The Leopard - WordPress Offload Media plugin for WordPress contains a Missing Authorization vulnerability (CVE-2024-43256) that affects versions up to and including 2.0.36. The vulnerability was discovered by Dave Jong and publicly disclosed on August 12, 2024. This security issue allows authenticated users with Subscriber-level access and above to modify plugin settings without proper authorization (WPScan, Patchstack).

The vulnerability is classified as CWE-862 (Missing Authorization) and has received a CVSS v3.1 base score of 7.1 (High) with the vector string CVSS:3.1/AV:N/AC:L/PR:L/UI:N/S:U/C:N/I:L/A:H. The issue stems from a missing capability check on a function that handles plugin settings, allowing lower-privileged users to access functionality that should be restricted to administrators (Patchstack).

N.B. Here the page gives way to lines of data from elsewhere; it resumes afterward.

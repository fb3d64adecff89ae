//! Document edits: add / update / remove over the résumé's and portfolio's ordered
//! record lists, plus single-field and tag edits.
//!
//! Every operation is a pure function from the old collection to a new one.
//! Inputs are never mutated, so a session can detect change by
//! comparison and keep prior snapshots around.
//!
//! A record id that is not present makes `update_field` and `remove` a no-op:
//! an edit racing a removal of the same record is expected and must not fail.

pub mod handlers;

use serde::Deserialize;
use tracing::debug;

use crate::models::document::{PortfolioDocument, ResumeDocument};
use crate::models::record::{IdGenerator, Record, RecordId};

// ────────────────────────────────────────────────────────────────────────────
// Generic collection operations
// ────────────────────────────────────────────────────────────────────────────

/// Appends a blank record with a fresh id. Returns the new collection and the id.
pub fn add<R: Record>(records: &[R], ids: &IdGenerator) -> (Vec<R>, RecordId) {
    let id = ids.next_id();
    let mut next = Vec::with_capacity(records.len() + 1);
    next.extend_from_slice(records);
    next.push(R::blank(id));
    debug!("Added {} record {id}", R::KIND);
    (next, id)
}

/// Replaces exactly one field of the record matching `id`.
pub fn update_field<R: Record>(records: &[R], id: RecordId, field: &str, value: &str) -> Vec<R> {
    if !records.iter().any(|r| r.id() == id) {
        debug!("Ignoring update of missing {} record {id}", R::KIND);
        return records.to_vec();
    }

    records
        .iter()
        .map(|record| {
            if record.id() != id {
                return record.clone();
            }
            let mut updated = record.clone();
            if !updated.set_field(field, value) {
                debug!("Ignoring unknown {} field '{field}'", R::KIND);
            }
            updated
        })
        .collect()
}

/// Drops the record matching `id`, keeping the order of the rest.
pub fn remove<R: Record>(records: &[R], id: RecordId) -> Vec<R> {
    let next: Vec<R> = records.iter().filter(|r| r.id() != id).cloned().collect();
    if next.len() == records.len() {
        debug!("Ignoring removal of missing {} record {id}", R::KIND);
    }
    next
}

// ────────────────────────────────────────────────────────────────────────────
// Value-addressed tag lists (portfolio skills)
// ────────────────────────────────────────────────────────────────────────────

/// Appends `tag` (trimmed) unless it is blank or already present.
pub fn add_tag(tags: &[String], tag: &str) -> Vec<String> {
    let tag = tag.trim();
    let mut next = tags.to_vec();
    if !tag.is_empty() && !tags.iter().any(|t| t == tag) {
        next.push(tag.to_string());
    }
    next
}

/// Drops every occurrence of `tag`.
pub fn remove_tag(tags: &[String], tag: &str) -> Vec<String> {
    tags.iter().filter(|t| *t != tag).cloned().collect()
}

// ────────────────────────────────────────────────────────────────────────────
// Document-level edits
// ────────────────────────────────────────────────────────────────────────────

/// The repeatable collections of a résumé, addressed by their path segment.
#[derive(Debug, Clone, Copy, PartialEq, Eq, Deserialize)]
#[serde(rename_all = "lowercase")]
pub enum ResumeCollection {
    Experience,
    Education,
    Skills,
}

impl ResumeCollection {
    pub fn fields(self) -> &'static [&'static str] {
        use crate::models::document::{Education, Experience, Skill};
        match self {
            ResumeCollection::Experience => Experience::FIELDS,
            ResumeCollection::Education => Education::FIELDS,
            ResumeCollection::Skills => Skill::FIELDS,
        }
    }

    pub fn as_str(self) -> &'static str {
        match self {
            ResumeCollection::Experience => "experience",
            ResumeCollection::Education => "education",
            ResumeCollection::Skills => "skills",
        }
    }

    pub fn add(self, doc: &ResumeDocument, ids: &IdGenerator) -> (ResumeDocument, RecordId) {
        let mut next = doc.clone();
        let id = match self {
            ResumeCollection::Experience => {
                let (records, id) = add(&doc.experience, ids);
                next.experience = records;
                id
            }
            ResumeCollection::Education => {
                let (records, id) = add(&doc.education, ids);
                next.education = records;
                id
            }
            ResumeCollection::Skills => {
                let (records, id) = add(&doc.skills, ids);
                next.skills = records;
                id
            }
        };
        (next, id)
    }

    pub fn update_field(
        self,
        doc: &ResumeDocument,
        id: RecordId,
        field: &str,
        value: &str,
    ) -> ResumeDocument {
        let mut next = doc.clone();
        match self {
            ResumeCollection::Experience => {
                next.experience = update_field(&doc.experience, id, field, value)
            }
            ResumeCollection::Education => {
                next.education = update_field(&doc.education, id, field, value)
            }
            ResumeCollection::Skills => next.skills = update_field(&doc.skills, id, field, value),
        }
        next
    }

    pub fn remove(self, doc: &ResumeDocument, id: RecordId) -> ResumeDocument {
        let mut next = doc.clone();
        match self {
            ResumeCollection::Experience => next.experience = remove(&doc.experience, id),
            ResumeCollection::Education => next.education = remove(&doc.education, id),
            ResumeCollection::Skills => next.skills = remove(&doc.skills, id),
        }
        next
    }
}

pub fn update_personal(doc: &ResumeDocument, field: &str, value: &str) -> ResumeDocument {
    let mut next = doc.clone();
    next.personal.set_field(field, value);
    next
}

pub fn update_profile(doc: &PortfolioDocument, field: &str, value: &str) -> PortfolioDocument {
    let mut next = doc.clone();
    next.set_profile_field(field, value);
    next
}

pub fn update_social(doc: &PortfolioDocument, field: &str, value: &str) -> PortfolioDocument {
    let mut next = doc.clone();
    next.social_links.set_field(field, value);
    next
}

pub fn add_project(doc: &PortfolioDocument, ids: &IdGenerator) -> (PortfolioDocument, RecordId) {
    let (projects, id) = add(&doc.projects, ids);
    (
        PortfolioDocument {
            projects,
            ..doc.clone()
        },
        id,
    )
}

pub fn update_project(
    doc: &PortfolioDocument,
    id: RecordId,
    field: &str,
    value: &str,
) -> PortfolioDocument {
    PortfolioDocument {
        projects: update_field(&doc.projects, id, field, value),
        ..doc.clone()
    }
}

pub fn remove_project(doc: &PortfolioDocument, id: RecordId) -> PortfolioDocument {
    PortfolioDocument {
        projects: remove(&doc.projects, id),
        ..doc.clone()
    }
}

pub fn add_portfolio_skill(doc: &PortfolioDocument, skill: &str) -> PortfolioDocument {
    PortfolioDocument {
        skills: add_tag(&doc.skills, skill),
        ..doc.clone()
    }
}

pub fn remove_portfolio_skill(doc: &PortfolioDocument, skill: &str) -> PortfolioDocument {
    PortfolioDocument {
        skills: remove_tag(&doc.skills, skill),
        ..doc.clone()
    }
}

// ────────────────────────────────────────────────────────────────────────────
// Tests
// ────────────────────────────────────────────────────────────────────────────

#[cfg(test)]
mod tests {
    use std::collections::HashSet;

    use super::*;
    use crate::models::document::{Education, Experience, Project, Skill};

    fn seeded() -> (IdGenerator, ResumeDocument, PortfolioDocument) {
        let ids = IdGenerator::new();
        let resume = ResumeDocument::seed(&ids);
        let portfolio = PortfolioDocument::seed(&ids);
        (ids, resume, portfolio)
    }

    fn assert_add_then_remove_restores<R: Record + PartialEq + std::fmt::Debug>(
        records: &[R],
        ids: &IdGenerator,
    ) {
        let (grown, id) = add(records, ids);
        assert_eq!(grown.len(), records.len() + 1);
        assert_eq!(grown.last().map(|r| r.id()), Some(id));
        assert_eq!(remove(&grown, id), records.to_vec());
    }

    #[test]
    fn test_add_then_remove_restores_every_collection() {
        let (ids, resume, portfolio) = seeded();
        assert_add_then_remove_restores(&resume.experience, &ids);
        assert_add_then_remove_restores(&resume.education, &ids);
        assert_add_then_remove_restores(&resume.skills, &ids);
        assert_add_then_remove_restores(&portfolio.projects, &ids);
        assert_add_then_remove_restores::<Experience>(&[], &ids);
    }

    #[test]
    fn test_add_appends_blank_record() {
        let (ids, resume, _) = seeded();
        let (next, id) = add(&resume.experience, &ids);
        assert_eq!(next[0], resume.experience[0]);
        assert_eq!(next[1], Experience::blank(id));
    }

    #[test]
    fn test_update_missing_id_is_noop_for_every_collection() {
        let (ids, resume, portfolio) = seeded();
        let missing = ids.next_id();

        assert_eq!(
            update_field(&resume.experience, missing, "company", "Acme"),
            resume.experience
        );
        assert_eq!(
            update_field(&resume.education, missing, "school", "MIT"),
            resume.education
        );
        assert_eq!(
            update_field(&resume.skills, missing, "name", "Rust"),
            resume.skills
        );
        assert_eq!(
            update_field(&portfolio.projects, missing, "title", "X"),
            portfolio.projects
        );
    }

    #[test]
    fn test_update_touches_only_target_record_and_field() {
        let (ids, resume, _) = seeded();
        let (two, new_id) = add(&resume.experience, &ids);
        let updated = update_field(&two, new_id, "position", "Staff Engineer");

        assert_eq!(updated[0], two[0]);
        assert_eq!(updated[1].position, "Staff Engineer");
        assert_eq!(
            Experience {
                position: String::new(),
                ..updated[1].clone()
            },
            Experience::blank(new_id)
        );
        // input untouched
        assert!(two[1].position.is_empty());
    }

    #[test]
    fn test_update_unknown_field_leaves_record_unchanged() {
        let (_, resume, _) = seeded();
        let id = resume.education[0].id;
        assert_eq!(
            update_field(&resume.education, id, "gpa", "4.0"),
            resume.education
        );
    }

    #[test]
    fn test_remove_missing_id_is_noop() {
        let (ids, resume, _) = seeded();
        let missing = ids.next_id();
        assert_eq!(remove(&resume.skills, missing), resume.skills);
    }

    #[test]
    fn test_remove_preserves_order() {
        let (_, resume, _) = seeded();
        let second = resume.skills[1].id;
        let next = remove(&resume.skills, second);
        let names: Vec<&str> = next.iter().map(|s| s.name.as_str()).collect();
        assert_eq!(names, vec!["React", "Node.js", "Web Design"]);
    }

    #[test]
    fn test_ids_never_collide_across_add_remove_sequences() {
        let (ids, resume, _) = seeded();
        let mut seen: HashSet<RecordId> = resume.skills.iter().map(|s| s.id).collect();
        let mut skills: Vec<Skill> = resume.skills.clone();

        for round in 0..50 {
            let (next, id) = add(&skills, &ids);
            assert!(seen.insert(id), "id {id} reused in round {round}");
            skills = next;
            if round % 3 == 0 {
                let first = skills[0].id;
                skills = remove(&skills, first);
            }
        }
    }

    #[test]
    fn test_resume_collection_ops() {
        let (ids, resume, _) = seeded();
        let (doc, id) = ResumeCollection::Education.add(&resume, &ids);
        assert_eq!(doc.education.len(), 2);
        assert_eq!(doc.experience, resume.experience);

        let doc = ResumeCollection::Education.update_field(&doc, id, "degree", "MSc");
        assert_eq!(doc.education[1].degree, "MSc");

        let doc = ResumeCollection::Education.remove(&doc, id);
        assert_eq!(doc, resume);
    }

    #[test]
    fn test_collection_fields() {
        assert_eq!(ResumeCollection::Skills.fields(), &["name"]);
        assert!(ResumeCollection::Education
            .fields()
            .contains(&"graduationDate"));
        assert_eq!(Education::FIELDS.len(), 4);
        assert_eq!(Project::FIELDS.len(), 4);
    }

    #[test]
    fn test_resume_collection_deserializes_from_path_segment() {
        let c: ResumeCollection = serde_json::from_str(r#""skills""#).unwrap();
        assert_eq!(c, ResumeCollection::Skills);
        assert!(serde_json::from_str::<ResumeCollection>(r#""awards""#).is_err());
    }

    #[test]
    fn test_personal_and_profile_updates() {
        let (_, resume, portfolio) = seeded();
        let doc = update_personal(&resume, "location", "Berlin");
        assert_eq!(doc.personal.location, "Berlin");
        assert_eq!(resume.personal.location, "San Francisco, CA");

        let p = update_profile(&portfolio, "title", "SRE");
        assert_eq!(p.title, "SRE");
        let p = update_social(&p, "github", "https://github.com/ada");
        assert_eq!(p.social_links.github, "https://github.com/ada");
    }

    #[test]
    fn test_tags_deduplicate_and_trim() {
        let (_, _, portfolio) = seeded();
        let p = add_portfolio_skill(&portfolio, "  Rust ");
        assert_eq!(p.skills.last().map(String::as_str), Some("Rust"));
        let again = add_portfolio_skill(&p, "Rust");
        assert_eq!(again.skills, p.skills);
        let blank = add_portfolio_skill(&p, "   ");
        assert_eq!(blank.skills, p.skills);

        let removed = remove_portfolio_skill(&p, "React");
        assert!(!removed.skills.contains(&"React".to_string()));
        assert_eq!(removed.skills.len(), p.skills.len() - 1);
    }

    #[test]
    fn test_project_ops() {
        let (ids, _, portfolio) = seeded();
        let (p, id) = add_project(&portfolio, &ids);
        let p = update_project(&p, id, "link", "https://example.com");
        assert_eq!(p.projects[1].link, "https://example.com");
        assert_eq!(remove_project(&p, id).projects, portfolio.projects);
    }
}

The vulnerability allows authenticated attackers with Subscriber-level access or higher to modify the plugin's settings, potentially leading to unauthorized changes in the media offload configuration. This could result in disruption of media handling functionality and potential availability issues for the affected WordPress installation (WPScan).

Users are advised to update to version 3.1.2 or later of the Leopard - WordPress offload media plugin, which contains a fix for this vulnerability. For users unable to update immediately, Patchstack has issued a virtual patch to mitigate this issue by blocking potential attacks (Patchstack).